▶ [LISTED RECORDS]
//! Conversions from the unified model into OpenAI-family wire shapes.
//!
//! Used on the inbound edge to answer OpenAI-dialect callers, and on the
//! outbound edge to address OpenAI-compatible upstreams.

use crate::error::Error;
use crate::messages::{openai, unified};

impl From<unified::Request> for openai::ChatCompletionRequest {
    fn from(req: unified::Request) -> Self {
        // Provider-native tools have no representation here; drop them, and
        // clear the tool choice if nothing remains to choose from.
        let tools = req.tools.map(|tools| {
            tools
                .into_iter()
                .filter(|tool| tool.as_function().is_some())
                .collect::<Vec<_>>()
        });
        let tools_emptied = tools.as_ref().is_some_and(Vec::is_empty);
        let tools = tools.filter(|tools| !tools.is_empty());
        let tool_choice = if tools_emptied { None } else { req.tool_choice };

        Self {
            model: req.model,
            messages: req.messages.into_iter().map(openai::ChatMessage::from).collect(),
            max_tokens: req.max_tokens,
            max_completion_tokens: req.max_completion_tokens,
            temperature: req.temperature,
            top_p: req.top_p,
            presence_penalty: req.presence_penalty,
            frequency_penalty: req.frequency_penalty,
            seed: req.seed,
            stop: req.stop,
            stream: req.stream,
            stream_options: req.stream_options,
            modalities: req.modalities,
            tools,
            tool_choice,
            parallel_tool_calls: req.parallel_tool_calls,
            reasoning_effort: req.reasoning_effort,
            user: req.user,
            extra_body: None,
        }
    }
}

impl From<unified::Message> for openai::ChatMessage {
    fn from(msg: unified::Message) -> Self {
        let name = (msg.role == unified::Role::Tool)
            .then(|| msg.tool_call_name.clone())
            .flatten();

        Self {
            role: msg.role,
            content: msg.content.map(unified::MessageContent::collapsed),
            tool_calls: msg.tool_calls,
            tool_call_id: msg.tool_call_id,
            name,
            reasoning_content: msg.reasoning_content,
            reasoning_signature: msg.reasoning_signature,
            redacted_reasoning_content: msg.redacted_reasoning_content,
            refusal: msg.refusal,
            annotations: msg.annotations,
        }
    }
}

impl From<unified::Response> for openai::ChatCompletionResponse {
    fn from(resp: unified::Response) -> Self {
        Self {
            id: resp.id,
            object: "chat.completion".to_string(),
            created: resp.created,
            model: resp.model,
            system_fingerprint: resp.system_fingerprint,
            choices: resp
                .choices
                .into_iter()
                .map(|choice| openai::ChatChoice {
                    index: choice.index,
                    message: choice
                        .message
                        .or(choice.delta)
                        .map(openai::ChatMessage::from)
                        .unwrap_or_else(|| openai::ChatMessage::text(unified::Role::Assistant, "")),
                    finish_reason: choice.finish_reason.map(|r| r.as_str().to_string()),
                })
                .collect(),
            usage: resp.usage,
        }
    }
}

impl From<unified::Message> for openai::ChatDelta {
    fn from(msg: unified::Message) -> Self {
        let tool_calls = msg.tool_calls.map(|calls| {
            calls
                .into_iter()
                .enumerate()
                .map(|(position, call)| openai::DeltaToolCall {
                    index: call.index.unwrap_or(position as u32),
                    id: (!call.id.is_empty()).then_some(call.id),
                    kind: Some(call.kind),
                    function: Some(openai::DeltaFunction {
                        name: (!call.function.name.is_empty()).then_some(call.function.name),
                        arguments: Some(call.function.arguments),
                    }),
                })
                .collect()
        });

        Self {
            role: Some(msg.role),
            content: msg.content.map(|content| content.to_text()),
            reasoning_content: msg.reasoning_content,
            tool_calls,
            refusal: msg.refusal,
            annotations: msg.annotations,
        }
    }
}

impl From<unified::Response> for openai::ChatCompletionChunk {
    fn from(resp: unified::Response) -> Self {
        Self {
            id: resp.id,
            object: "chat.completion.chunk".to_string(),
            created: resp.created,
            model: resp.model,
            system_fingerprint: resp.system_fingerprint,
            choices: resp
                .choices
                .into_iter()
                .map(|choice| openai::ChunkChoice {
                    index: choice.index,
                    delta: choice
                        .delta
                        .or(choice.message)
                        .map(openai::ChatDelta::from)
                        .unwrap_or_default(),
                    message: None,
                    finish_reason: choice.finish_reason.map(|r| r.as_str().to_string()),
                })
                .collect(),
            usage: resp.usage,
        }
    }
}

impl TryFrom<unified::Request> for openai::EmbeddingsRequest {
    type Error = Error;

    fn try_from(req: unified::Request) -> Result<Self, Error> {
        let embedding = req
            .embedding
            .ok_or_else(|| Error::InvalidRequest("embedding input is required".into()))?;

        Ok(Self {
            model: req.model,
            input: embedding.input,
            encoding_format: embedding.encoding_format,
            dimensions: embedding.dimensions,
            user: embedding.user,
        })
    }
}

impl From<unified::Response> for openai::EmbeddingsResponse {
    fn from(resp: unified::Response) -> Self {
        Self {
            object: "list".to_string(),
            data: resp
                .embedding
                .map(|embedding| {
                    embedding
                        .data
                        .into_iter()
                        .map(|item| openai::EmbeddingObject {
                            object: "embedding".to_string(),
                            index: item.index,
                            embedding: item.embedding,
                        })
                        .collect()
                })
                .unwrap_or_default(),
            model: resp.model,
            usage: resp.usage,
        }
    }
}

impl TryFrom<unified::Request> for openai::ImagesRequest {
    type Error = Error;

    fn try_from(req: unified::Request) -> Result<Self, Error> {
        let image = req
            .image
            .ok_or_else(|| Error::InvalidRequest("image payload is required".into()))?;

        Ok(Self {
            prompt: image.prompt.unwrap_or_default(),
            model: (!req.model.is_empty()).then_some(req.model),
            n: image.n,
            size: image.size,
            quality: image.quality,
            style: image.style,
            background: image.background,
            moderation: image.moderation,
            output_format: image.output_format,
            output_compression: image.output_compression,
            partial_images: image.partial_images,
            response_format: image.response_format,
            input_fidelity: image.input_fidelity,
            user: image.user,
        })
    }
}

impl From<unified::Response> for openai::ImagesResponse {
    fn from(resp: unified::Response) -> Self {
        let created = resp.created;
        Self {
            created: resp.image.as_ref().map(|i| i.created).unwrap_or(created),
            data: resp
                .image
                .map(|image| {
                    image
                        .data
                        .into_iter()
                        .map(|item| openai::ImageObject {
                            b64_json: item.b64_json,
                            url: item.url,
                            revised_prompt: item.revised_prompt,
                        })
                        .collect()
                })
                .unwrap_or_default(),
            usage: resp.usage,
        }
    }
}

impl TryFrom<unified::Request> for openai::RerankRequest {
    type Error = Error;

    fn try_from(req: unified::Request) -> Result<Self, Error> {
        let rerank = req
            .rerank
            .ok_or_else(|| Error::InvalidRequest("rerank payload is required".into()))?;

        Ok(Self {
            model: req.model,
            query: rerank.query,
            documents: rerank.documents,
            top_n: rerank.top_n,
            return_documents: rerank.return_documents,
        })
    }
}

impl From<unified::Response> for openai::RerankResponse {
    fn from(resp: unified::Response) -> Self {
        Self {
            results: resp
                .rerank
                .map(|rerank| {
                    rerank
                        .results
                        .into_iter()
                        .map(|result| openai::RerankResultObject {
                            index: result.index,
                            relevance_score: result.relevance_score,
                            document: result.document.map(|text| openai::RerankDocument { text }),
                        })
                        .collect()
                })
                .unwrap_or_default(),
            usage: resp.usage,
        }
    }
}
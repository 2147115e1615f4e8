//! Client-facing SSE framing.
//!
//! Upstream SSE is parsed with `eventsource-stream`; on the way back out to
//! callers the dialect adapters frame payloads as `data: {json}\n\n` lines,
//! with the `data: [DONE]\n\n` sentinel where the dialect requires it.

/// The OpenAI-style terminal sentinel payload.
pub const DONE: &str = "[DONE]";

/// Frame one data payload as an SSE event.
pub fn data_frame(payload: &str) -> String {
    format!("data: {payload}\n\n")
}

/// Frame a payload under a named event, as the Anthropic dialect emits.
pub fn event_frame(event: &str, payload: &str) -> String {
    format!("event: {event}\ndata: {payload}\n\n")
}

/// The terminal `data: [DONE]` frame.
pub fn done_frame() -> String {
    data_frame(DONE)
}

/// Whether a data payload is the terminal sentinel.
pub fn is_done(data: &str) -> bool {
    data.trim() == DONE
}
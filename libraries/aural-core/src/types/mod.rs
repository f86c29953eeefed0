mod gap;
mod ids;
mod playback_state;
mod track;

pub use gap::{clamp_gap_seconds, GapPersistence, GapPosition, PlaybackGap, MAX_GAP_SECONDS};
pub use ids::TrackId;
pub use playback_state::{PlaybackLoop, PlaybackProfile, PlaybackState, RepeatMode};
pub use track::{Chapter, Track, TrackMetadata};
//! Simulated transport
//!
//! Headless stand-in for an audio engine: it keeps a playback clock instead
//! of decoding, and reports natural completion from a timer thread once the
//! clock reaches the track's duration. The clock can run faster than real
//! time, which keeps demos and tests short.

use aural_core::{PlaybackLoop, Track};
use aural_playback::{PlayRequest, PlaybackSession, PlayerEvent, SeekResult, Transport};
use crossbeam_channel::{after, bounded, select, Sender};
use std::thread;
use std::time::{Duration, Instant};
use tracing::{debug, trace, warn};

/// The loaded track and its clock
#[derive(Debug)]
struct Loaded {
    session: PlaybackSession,
    duration: f64,

    /// Track position at `since`, or the frozen position while paused
    anchor: f64,
    since: Option<Instant>,

    playback_loop: Option<PlaybackLoop>,
}

impl Loaded {
    fn complete_loop(&self) -> Option<(f64, f64)> {
        self.playback_loop
            .and_then(|l| l.end_time.map(|end| (l.start_time, end)))
            .filter(|(start, end)| end > start)
    }

    fn position(&self, speed: f64) -> f64 {
        let raw = match self.since {
            Some(since) => self.anchor + since.elapsed().as_secs_f64() * speed,
            None => self.anchor,
        };
        let raw = match self.complete_loop() {
            // Looping wraps back to the loop start
            Some((start, end)) if raw >= end && self.anchor < end => {
                start + (raw - start) % (end - start)
            }
            _ => raw,
        };
        if self.duration > 0.0 {
            raw.min(self.duration)
        } else {
            raw
        }
    }

    /// Freeze the clock at its current value
    fn rebase(&mut self, speed: f64) {
        self.anchor = self.position(speed);
        if self.since.is_some() {
            self.since = Some(Instant::now());
        }
    }
}

/// Transport that plays tracks against a simulated clock
pub struct SimulatedTransport {
    events: Sender<PlayerEvent>,
    speed: f64,
    loaded: Option<Loaded>,
    completion: Option<Sender<()>>,
}

impl SimulatedTransport {
    /// Report completions on `events`; `speed` multiplies the clock
    pub fn new(events: Sender<PlayerEvent>, speed: f64) -> Self {
        let speed = if speed.is_finite() && speed > 0.0 {
            speed
        } else {
            1.0
        };
        Self {
            events,
            speed,
            loaded: None,
            completion: None,
        }
    }

    pub fn speed(&self) -> f64 {
        self.speed
    }

    fn cancel_completion(&mut self) {
        if let Some(cancel) = self.completion.take() {
            cancel.try_send(()).ok();
        }
    }

    /// Re-arm the completion timer from the current clock
    fn schedule_completion(&mut self) {
        self.cancel_completion();

        let Some(loaded) = &self.loaded else {
            return;
        };
        // Unknown durations and active loops never finish on their own
        if loaded.since.is_none() || loaded.duration <= 0.0 || loaded.complete_loop().is_some() {
            return;
        }

        let remaining = (loaded.duration - loaded.position(self.speed)).max(0.0) / self.speed;
        let delay = Duration::from_secs_f64(remaining);
        let session = loaded.session.clone();
        let events = self.events.clone();
        let (cancel_tx, cancel_rx) = bounded::<()>(1);

        let spawned = thread::Builder::new()
            .name(format!("aural-transport-{}", session.id.as_u64()))
            .spawn(move || {
                select! {
                    recv(cancel_rx) -> _ => {
                        trace!("Completion timer for session {} cancelled", session.id);
                    }
                    recv(after(delay)) -> _ => {
                        let id = session.id;
                        if events.send(PlayerEvent::TrackCompleted(session)).is_err() {
                            debug!("Session {} completed after the control loop exited", id);
                        }
                    }
                }
            });

        match spawned {
            Ok(_) => self.completion = Some(cancel_tx),
            Err(e) => warn!("Failed to spawn completion timer: {}", e),
        }
    }

    fn seek(&mut self, track: &Track, time: f64) -> SeekResult {
        let speed = self.speed;
        let Some(loaded) = self.loaded.as_mut() else {
            return SeekResult::default();
        };

        let mut result = SeekResult::default();
        let duration = if track.duration > 0.0 {
            track.duration
        } else {
            loaded.duration
        };
        if duration > 0.0 && time >= duration {
            result.track_playback_completed = true;
            return result;
        }

        if loaded.playback_loop.is_some_and(|l| !l.contains(time)) {
            loaded.playback_loop = None;
            result.loop_removed = true;
        }
        loaded.anchor = time.max(0.0);
        if loaded.since.is_some() {
            loaded.since = Some(Instant::now());
        }
        trace!("Clock moved to {:.2}s at speed {}", loaded.position(speed), speed);

        self.schedule_completion();
        result
    }
}

impl Transport for SimulatedTransport {
    fn play(&mut self, request: PlayRequest) -> aural_playback::Result<()> {
        debug!(
            "Simulating {} from {:.1}s ({})",
            request.track.id,
            request.start_position,
            request.file.display()
        );
        self.loaded = Some(Loaded {
            duration: request.track.duration,
            anchor: request.start_position.max(0.0),
            since: Some(Instant::now()),
            playback_loop: request.playback_loop,
            session: request.session,
        });
        self.schedule_completion();
        Ok(())
    }

    fn pause(&mut self) {
        let speed = self.speed;
        if let Some(loaded) = self.loaded.as_mut() {
            loaded.anchor = loaded.position(speed);
            loaded.since = None;
        }
        self.cancel_completion();
    }

    fn resume(&mut self) {
        if let Some(loaded) = self.loaded.as_mut() {
            if loaded.since.is_none() {
                loaded.since = Some(Instant::now());
            }
        }
        self.schedule_completion();
    }

    fn stop(&mut self) {
        self.cancel_completion();
        self.loaded = None;
    }

    fn seek_position(&self) -> f64 {
        self.loaded
            .as_ref()
            .map_or(0.0, |loaded| loaded.position(self.speed))
    }

    fn attempt_seek_to_time(&mut self, track: &Track, time: f64) -> SeekResult {
        self.seek(track, time)
    }

    fn force_seek_to_time(&mut self, track: &Track, time: f64) -> SeekResult {
        self.seek(track, time)
    }

    fn playback_loop(&self) -> Option<PlaybackLoop> {
        self.loaded.as_ref().and_then(|loaded| loaded.playback_loop)
    }

    fn toggle_loop(&mut self) -> Option<PlaybackLoop> {
        let speed = self.speed;
        let loaded = self.loaded.as_mut()?;
        loaded.rebase(speed);
        let position = loaded.anchor;

        loaded.playback_loop = match loaded.playback_loop {
            None => Some(PlaybackLoop::starting_at(position)),
            Some(l) if !l.is_complete() && position > l.start_time => {
                Some(PlaybackLoop::complete(l.start_time, position))
            }
            // Marking the end at or before the start restarts the mark
            Some(l) if !l.is_complete() => Some(PlaybackLoop::starting_at(position)),
            Some(_) => None,
        };
        let current = loaded.playback_loop;
        self.schedule_completion();
        current
    }

    fn define_loop(&mut self, start: f64, end: f64) {
        let speed = self.speed;
        if let Some(loaded) = self.loaded.as_mut() {
            loaded.rebase(speed);
            loaded.playback_loop = Some(PlaybackLoop::complete(start, end));
        }
        self.schedule_completion();
    }

    fn remove_loop(&mut self) {
        let speed = self.speed;
        if let Some(loaded) = self.loaded.as_mut() {
            loaded.rebase(speed);
            loaded.playback_loop = None;
        }
        self.schedule_completion();
    }
}

impl Drop for SimulatedTransport {
    fn drop(&mut self) {
        self.cancel_completion();
    }
}
//! Aural - Playback Control
//!
//! The playback state machine for Aural: which track is active, whether it
//! is playing, paused, waiting out a gap or being transcoded, and the
//! request chains that move between those states.
//!
//! This crate provides:
//! - Start / stop / track-completed request chains built from named steps
//! - Session tokens that invalidate late timer and transcoder callbacks
//! - Gaps before and after tracks, one-time or persistent
//! - Seeking (constant or percentage steps), A-B loops, chapter navigation
//! - Per-track remembered positions
//!
//! # Architecture
//!
//! `aural-playback` does no audio I/O. The [`PlaybackDelegate`] drives
//! collaborators supplied through traits:
//! - [`Transport`] plays a prepared file and reports position
//! - [`Transcoder`] converts formats the transport cannot read
//! - [`TrackReader`] validates and prepares files
//! - [`GapTimer`] schedules the end of a gap
//! - [`Sequencer`] picks the next track from a [`aural_core::Playlist`]
//!
//! Everything runs on one control thread. Timers and transcoders report
//! back as [`PlayerEvent`]s; the delegate publishes
//! [`PlaybackNotification`]s that callers drain after each operation.
//!
//! # Example
//!
//! ```rust
//! use aural_core::Chapter;
//! use aural_playback::{chapter_index_at, PlaybackParams};
//!
//! let chapters: Vec<Chapter> = (0..10)
//!     .map(|i| Chapter::new(format!("Part {i}"), i as f64 * 60.0, (i + 1) as f64 * 60.0))
//!     .collect();
//! assert_eq!(chapter_index_at(&chapters, 245.0), Some(4));
//!
//! let params = PlaybackParams::new().with_segment(60.0, 120.0).expect("valid segment");
//! assert!(params.playback_loop().is_some());
//! ```

#![forbid(unsafe_code)]

mod chain;
mod chapters;
mod context;
mod delegate;
mod seek;

pub mod error;
pub mod events;
pub mod params;
pub mod preferences;
pub mod profiles;
pub mod reader;
pub mod scheduler;
pub mod sequencer;
pub mod session;
pub mod transcoder;
pub mod transport;

pub use chain::ChainOutcome;
pub use chapters::{chapter_index_at, IndexedChapter};
pub use context::{ContextGap, RequestContext};
pub use delegate::{PlaybackComponents, PlaybackDelegate};
pub use error::{PlaybackError, Result};
pub use events::{PlaybackNotification, PlayerEvent, TranscodeResult};
pub use params::PlaybackParams;
pub use preferences::{
    PlaybackPreferences, RememberPosition, SeekLength, SeekSensitivity, UserInputMode,
};
pub use profiles::PlaybackProfiles;
pub use reader::{FileTrackReader, TrackReader, NATIVE_FORMATS};
pub use scheduler::{GapTimer, ThreadGapTimer};
pub use sequencer::{PlaylistSequencer, Sequencer};
pub use session::{PlaybackSession, SessionId, SessionRegistry};
pub use transcoder::{NoTranscoder, TranscodeStatus, Transcoder};
pub use transport::{PlayRequest, SeekResult, Transport};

▶ [GOAL OF THE EXERCISE] Using the entries above, give the number of lines that carry the string "current", without anything else.

▶ [REPLY] 4